Collected data:
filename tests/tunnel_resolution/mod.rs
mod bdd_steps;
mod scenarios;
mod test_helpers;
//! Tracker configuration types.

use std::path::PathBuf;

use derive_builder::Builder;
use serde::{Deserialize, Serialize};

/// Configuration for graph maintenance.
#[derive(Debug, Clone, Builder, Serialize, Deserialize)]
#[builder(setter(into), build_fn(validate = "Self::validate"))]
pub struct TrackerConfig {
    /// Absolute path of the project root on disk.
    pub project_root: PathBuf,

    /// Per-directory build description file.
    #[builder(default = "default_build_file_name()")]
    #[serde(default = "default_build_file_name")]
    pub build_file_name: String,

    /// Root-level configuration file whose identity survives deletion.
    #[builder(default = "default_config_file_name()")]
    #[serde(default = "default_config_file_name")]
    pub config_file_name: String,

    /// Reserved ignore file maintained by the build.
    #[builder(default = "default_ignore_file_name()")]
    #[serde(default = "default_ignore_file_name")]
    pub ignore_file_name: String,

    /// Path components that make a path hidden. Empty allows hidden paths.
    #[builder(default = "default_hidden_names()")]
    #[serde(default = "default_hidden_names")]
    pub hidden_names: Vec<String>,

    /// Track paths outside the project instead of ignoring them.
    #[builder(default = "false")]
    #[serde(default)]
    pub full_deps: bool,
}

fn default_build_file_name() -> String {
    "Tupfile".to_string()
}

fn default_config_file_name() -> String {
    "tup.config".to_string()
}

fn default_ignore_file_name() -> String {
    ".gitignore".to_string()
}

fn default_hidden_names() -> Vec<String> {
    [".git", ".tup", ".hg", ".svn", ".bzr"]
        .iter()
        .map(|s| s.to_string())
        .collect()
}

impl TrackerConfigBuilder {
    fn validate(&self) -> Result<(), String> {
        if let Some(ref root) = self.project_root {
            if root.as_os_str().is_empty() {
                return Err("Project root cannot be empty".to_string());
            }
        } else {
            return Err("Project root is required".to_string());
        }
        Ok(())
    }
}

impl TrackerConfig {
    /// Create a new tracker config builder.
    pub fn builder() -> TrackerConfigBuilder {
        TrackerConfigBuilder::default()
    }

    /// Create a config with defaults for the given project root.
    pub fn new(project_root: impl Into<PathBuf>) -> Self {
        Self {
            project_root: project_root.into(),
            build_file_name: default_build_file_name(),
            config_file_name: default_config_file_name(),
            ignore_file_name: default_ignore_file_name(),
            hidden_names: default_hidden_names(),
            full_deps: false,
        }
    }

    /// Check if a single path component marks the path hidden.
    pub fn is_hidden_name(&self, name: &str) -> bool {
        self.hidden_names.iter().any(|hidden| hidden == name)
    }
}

PROBLEM DETAILS:
Read the lines above. Gather those in which the string "serde" is found.

TASK RESPONSE:
use serde::{Deserialize, Serialize};
    #[serde(default = "default_build_file_name")]
    #[serde(default = "default_config_file_name")]
    #[serde(default = "default_ignore_file_name")]
    #[serde(default = "default_hidden_names")]
    #[serde(default)]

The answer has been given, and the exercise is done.